Pictures of Samsung i7500 – Samsung’s first Android phone
Samsung have been rumoured to be working on a new Android phone for some time now, and at last, we’ve got details and pictures of it. Called the Samsung I7500, it looks pretty much what you’d expect: a T-Mobile G1 inside a Samsung body!
The reason for this is that Samsung have done very little to the Android user interface, so it looks pretty much like every other Android phone at the moment. What they have done, though, in true Samsung style, is beef up the hardware feature set.
More details and pictures after the jump.
When the first Android phone, the T-Mobile G1, debuted last year, one of the criticisms about it was the hardware provided by HTC. Ugly and underfeatured were just two of the kinder words that were used.

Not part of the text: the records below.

//! WGPU-based implementation of the scene's render backend
//!
//! Draws issued during a frame are queued with cloned handles to their
//! pipeline, buffers and bind groups, then replayed into a single render pass
//! when the frame ends.

use wgpu::util::DeviceExt;

use crate::{
    error::RenderError,
    gfx::{
        backend::{DrawCall, RenderBackend, ShaderKind},
        camera::OPENGL_TO_WGPU_MATRIX,
        geometry::GeometryData,
        resources::{
            global_bindings::{create_object_binding, object_bind_group_layout, ObjectUBO},
            texture_loader::TextureImage,
            texture_resource::texture_bind_group_layout,
            uniforms::LightingUniforms,
            DepthBuffer, GlobalBindings, TextureResource,
        },
    },
    wgpu_utils::BindGroupLayoutWithDesc,
};

use super::{
    pipeline_manager::{PipelineManager, ShaderPipelines},
    render_pass_ext::{DrawQueued, QueuedDraw},
};

/// Vertex/index buffers of one shape plus its object uniform block.
///
/// The uniform block is rewritten on every draw, so a mesh is drawn at most
/// once per frame.
pub struct GpuMesh {
    label: String,
    vertex_buffer: wgpu::Buffer,
    index_buffer: Option<wgpu::Buffer>,
    uniforms: ObjectUBO,
    bind_group: wgpu::BindGroup,
}

impl Drop for GpuMesh {
    fn drop(&mut self) {
        log::trace!("Releasing mesh '{}'", self.label);
    }
}

pub struct GpuTexture {
    resource: TextureResource,
    bind_group: wgpu::BindGroup,
}

impl GpuTexture {
    pub fn size(&self) -> (u32, u32) {
        let size = self.resource.texture.size();
        (size.width, size.height)
    }
}

struct Frame {
    surface_texture: wgpu::SurfaceTexture,
    clear_color: [f64; 4],
    draws: Vec<QueuedDraw>,
}

/// Core rendering engine managing the surface, device and draw submission
pub struct RenderEngine {
    surface: wgpu::Surface<'static>,
    device: wgpu::Device,
    queue: wgpu::Queue,
    config: wgpu::SurfaceConfiguration,
    depth_buffer: DepthBuffer,
    pipeline_manager: PipelineManager,
    global_bindings: GlobalBindings,
    object_layout: BindGroupLayoutWithDesc,
    texture_layout: BindGroupLayoutWithDesc,
    white_texture_bind_group: wgpu::BindGroup,
    wireframe: bool,
    frame: Option<Frame>,
}

impl RenderEngine {
    /// Creates a new render engine for the given window
    ///
    /// Fails if no adapter or device is available, or the surface cannot be
    /// created.
    pub async fn new(
        window: impl Into<wgpu::SurfaceTarget<'static>>,
        width: u32,
        height: u32,
    ) -> Result<RenderEngine, RenderError> {
        let instance = wgpu::Instance::new(&wgpu::InstanceDescriptor {
            backends: wgpu::Backends::all(),
            ..Default::default()
        });
        let surface = instance.create_surface(window)?;

        let adapter = instance
            .request_adapter(&wgpu::RequestAdapterOptions {
                power_preference: wgpu::PowerPreference::default(),
                compatible_surface: Some(&surface),
                force_fallback_adapter: false,
            })
            .await
            .map_err(|err| RenderError::Adapter(err.to_string()))?;

        let info = adapter.get_info();
        log::info!("Using adapter '{}' ({:?})", info.name, info.backend);

        // Wireframe is optional; the fill pipelines are used when it is missing.
        let required_features = adapter.features() & wgpu::Features::POLYGON_MODE_LINE;
        let (device, queue) = adapter
            .request_device(&wgpu::DeviceDescriptor {
                label: Some("WGPU Device"),
                required_features,
                required_limits: wgpu::Limits::downlevel_defaults()
                    .using_resolution(adapter.limits()),
                memory_hints: wgpu::MemoryHints::default(),
                trace: wgpu::Trace::Off,
            })
            .await?;

        let surface_capabilities = surface.get_capabilities(&adapter);
        let format = surface_capabilities
            .formats
            .iter()
            .copied()
            .find(|f| !f.is_srgb())
            .or_else(|| surface_capabilities.formats.first().copied())
            .ok_or_else(|| RenderError::Adapter("surface reports no formats".to_string()))?;

        let config = wgpu::SurfaceConfiguration {
            usage: wgpu::TextureUsages::RENDER_ATTACHMENT,
            format,
            width: width.max(1),
            height: height.max(1),
            present_mode: wgpu::PresentMode::AutoVsync,
            alpha_mode: surface_capabilities
                .alpha_modes
                .first()
                .copied()
                .unwrap_or(wgpu::CompositeAlphaMode::Auto),
            view_formats: vec![],
            desired_maximum_frame_latency: 2,
        };
        surface.configure(&device, &config);
        log::info!(
            "Surface configured: {}x{} {:?}",
            config.width,
            config.height,
            format
        );

        let depth_buffer = DepthBuffer::new(&device, &config, "Depth Buffer");

        let global_bindings = GlobalBindings::new(&device);
        let object_layout = object_bind_group_layout(&device);
        let texture_layout = texture_bind_group_layout(&device);

        let pipeline_manager = PipelineManager::new(
            &device,
            &[
                global_bindings.bind_group_layout(),
                &object_layout.layout,
                &texture_layout.layout,
            ],
            format,
            required_features.contains(wgpu::Features::POLYGON_MODE_LINE),
        );

        let white = TextureResource::create_white(&device, &queue);
        let white_texture_bind_group =
            white.create_bind_group(&device, &texture_layout, "White Fallback Bind Group");

        Ok(RenderEngine {
            surface,
            device,
            queue,
            config,
            depth_buffer,
            pipeline_manager,
            global_bindings,
            object_layout,
            texture_layout,
            white_texture_bind_group,
            wireframe: false,
            frame: None,
        })
    }

    /// Resizes the surface and recreates the depth buffer.
    ///
    /// Zero-sized requests (minimized windows) are ignored.
    pub fn resize(&mut self, width: u32, height: u32) {
        if width == 0 || height == 0 {
            return;
        }

        self.config.width = width;
        self.config.height = height;
        self.surface.configure(&self.device, &self.config);
        self.depth_buffer = DepthBuffer::new(&self.device, &self.config, "Depth Buffer");
        let (depth_width, depth_height) = self.depth_buffer.size();
        log::debug!("Depth buffer resized to {depth_width}x{depth_height}");
    }

    pub fn aspect_ratio(&self) -> f32 {
        self.config.width as f32 / self.config.height.max(1) as f32
    }

    fn create_vertex_buffer(&self, label: &str, geometry: &GeometryData) -> wgpu::Buffer {
        self.device
            .create_buffer_init(&wgpu::util::BufferInitDescriptor {
                label: Some(&format!("{label} Vertex Buffer")),
                contents: bytemuck::cast_slice(&geometry.vertices),
                usage: wgpu::BufferUsages::VERTEX | wgpu::BufferUsages::COPY_DST,
            })
    }

    fn create_index_buffer(&self, label: &str, geometry: &GeometryData) -> Option<wgpu::Buffer> {
        geometry.is_indexed().then(|| {
            self.device
                .create_buffer_init(&wgpu::util::BufferInitDescriptor {
                    label: Some(&format!("{label} Index Buffer")),
                    contents: bytemuck::cast_slice(&geometry.indices),
                    usage: wgpu::BufferUsages::INDEX | wgpu::BufferUsages::COPY_DST,
                })
        })
    }
}

impl RenderBackend for RenderEngine {
    type Mesh = GpuMesh;
    type Texture = GpuTexture;
    type Shader = ShaderPipelines;

    fn create_shader(&mut self, kind: ShaderKind) -> Result<Self::Shader, RenderError> {
        self.pipeline_manager.create_pipelines(&self.device, kind)
    }

    fn create_mesh(
        &mut self,
        label: &str,
        geometry: &GeometryData,
    ) -> Result<Self::Mesh, RenderError> {
        let (uniforms, bind_group) = create_object_binding(
            &self.device,
            &self.object_layout,
            &format!("{label} Object Bind Group"),
        );

        Ok(GpuMesh {
            label: label.to_string(),
            vertex_buffer: self.create_vertex_buffer(label, geometry),
            index_buffer: self.create_index_buffer(label, geometry),
            uniforms,
            bind_group,
        })
    }

    fn update_mesh(&mut self, mesh: &mut Self::Mesh, geometry: &GeometryData) {
        let vertices: &[u8] = bytemuck::cast_slice(&geometry.vertices);
        if mesh.vertex_buffer.size() == vertices.len() as u64 {
            self.queue.write_buffer(&mesh.vertex_buffer, 0, vertices);
        } else {
            mesh.vertex_buffer = self.create_vertex_buffer(&mesh.label, geometry);
        }

        let indices: &[u8] = bytemuck::cast_slice(&geometry.indices);
        match &mesh.index_buffer {
            Some(buffer) if buffer.size() == indices.len() as u64 => {
                self.queue.write_buffer(buffer, 0, indices);
            }
            _ => mesh.index_buffer = self.create_index_buffer(&mesh.label, geometry),
        }
    }

    fn create_texture(
        &mut self,
        label: &str,
        image: &TextureImage,
    ) -> Result<Self::Texture, RenderError> {
        self.device.push_error_scope(wgpu::ErrorFilter::Validation);
        let resource = TextureResource::create_from_image(&self.device, &self.queue, image, label);
        let bind_group =
            resource.create_bind_group(&self.device, &self.texture_layout, &format!("{label} Bind Group"));

        if let Some(error) = pollster::block_on(self.device.pop_error_scope()) {
            return Err(RenderError::Upload {
                label: label.to_string(),
                details: error.to_string(),
            });
        }

        let texture = GpuTexture {
            resource,
            bind_group,
        };
        let (width, height) = texture.size();
        log::debug!("Uploaded texture '{label}' ({width}x{height})");
        Ok(texture)
    }

    fn begin_frame(&mut self, clear_color: [f64; 4]) -> Result<(), RenderError> {
        if self.frame.take().is_some() {
            log::warn!("Previous frame was never finished; dropping it");
        }

        let surface_texture = match self.surface.get_current_texture() {
            Ok(texture) => texture,
            Err(wgpu::SurfaceError::Lost | wgpu::SurfaceError::Outdated) => {
                log::warn!("Surface lost or outdated; reconfiguring and skipping frame");
                self.surface.configure(&self.device, &self.config);
                return Ok(());
            }
            Err(wgpu::SurfaceError::OutOfMemory) => return Err(RenderError::OutOfMemory),
            Err(err) => {
                log::warn!("Skipping frame: {err}");
                return Ok(());
            }
        };

        self.frame = Some(Frame {
            surface_texture,
            clear_color,
            draws: Vec::new(),
        });
        Ok(())
    }

    fn set_lighting(&mut self, lighting: &LightingUniforms) {
        self.global_bindings.update(&self.queue, *lighting);
    }

    fn draw(&mut self, call: DrawCall<'_, Self>) {
        let Some(frame) = self.frame.as_mut() else {
            return;
        };

        let uniforms = call
            .uniforms
            .with_projection(OPENGL_TO_WGPU_MATRIX * call.uniforms.projection_matrix());
        call.mesh.uniforms.write_content(&self.queue, &uniforms);

        let texture_bind_group = call
            .texture
            .map_or(&self.white_texture_bind_group, |texture| &texture.bind_group);

        frame.draws.push(QueuedDraw {
            pipeline: call.shader.select(self.wireframe).clone(),
            vertex_buffer: call.mesh.vertex_buffer.clone(),
            index_buffer: call.mesh.index_buffer.clone(),
            object_bind_group: call.mesh.bind_group.clone(),
            texture_bind_group: texture_bind_group.clone(),
            primitive: call.primitive,
        });
    }

    fn end_frame(&mut self) -> Result<(), RenderError> {
        let Some(frame) = self.frame.take() else {
            return Ok(());
        };

        let surface_texture_view = frame
            .surface_texture
            .texture
            .create_view(&wgpu::TextureViewDescriptor::default());

        let mut encoder = self
            .device
            .create_command_encoder(&wgpu::CommandEncoderDescriptor {
                label: Some("Render Encoder"),
            });

        {
            let [r, g, b, a] = frame.clear_color;
            let mut render_pass = encoder.begin_render_pass(&wgpu::RenderPassDescriptor {
                label: Some("Scene Render Pass"),
                color_attachments: &[Some(wgpu::RenderPassColorAttachment {
                    view: &surface_texture_view,
                    resolve_target: None,
                    ops: wgpu::Operations {
                        load: wgpu::LoadOp::Clear(wgpu::Color { r, g, b, a }),
                        store: wgpu::StoreOp::Store,
                    },
                })],
                depth_stencil_attachment: Some(wgpu::RenderPassDepthStencilAttachment {
                    view: &self.depth_buffer.view,
                    depth_ops: Some(wgpu::Operations {
                        load: wgpu::LoadOp::Clear(1.0),
                        store: wgpu::StoreOp::Store,
                    }),
                    stencil_ops: None,
                }),
                occlusion_query_set: None,
                timestamp_writes: None,
            });

            render_pass.set_bind_group(0, self.global_bindings.bind_group(), &[]);
            for draw in &frame.draws {
                render_pass.draw_queued(draw);
            }
        }

        self.queue.submit(std::iter::once(encoder.finish()));
        frame.surface_texture.present();
        Ok(())
    }

    fn set_wireframe(&mut self, enabled: bool) {
        if enabled == self.wireframe {
            return;
        }
        if enabled && !self.pipeline_manager.supports_wireframe() {
            log::warn!("Wireframe rendering is not supported by this device");
        }
        log::debug!("Wireframe {}", if enabled { "on" } else { "off" });
        self.wireframe = enabled;
    }
}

Granted it’s got so many sensors, it’s like a Star Trek tricorder, and with HSDPA, aGPS, and WiFi it’s not exactly under-featured.
However, the camera isn’t great, there’s limited video recording, and you get the general feel that features were not the main focus of HTC when they were developing the phone.
Samsung, however, tend to do thigns differently. With Samsung, features are always at the top of the list! Consequently, with the Samsung I7500, you get 7.2Mbps HSDPA, a 5 megapixel camera, a glorious 3.2″ AMOLED display, a bigger battery (1500mAh compared with the G1’s much too small 1200mAh) and up to 40GB of storage.
None of this is all that mind blowing, of course, but it does help make this new Android phone a much better proposition all round. Indeed, with longer battery life and upgraded features all round, this is one of the better smartphones on the market, irrespective of the underlying operating system.
The only drawback, at least for me, is that there’s no keyboard. However, if that doesn’t worry you, you might want to choose the Samsung I7500 over the new HTC Magic that Vodafone are releasing soon.
Whichever phone you choose, the fact is we now have three different Android phones from two different manufacturers and three different network operators. If you weren’t convinced by the first Android phone, the potential of Android as a platform, at least, is now no longer in doubt.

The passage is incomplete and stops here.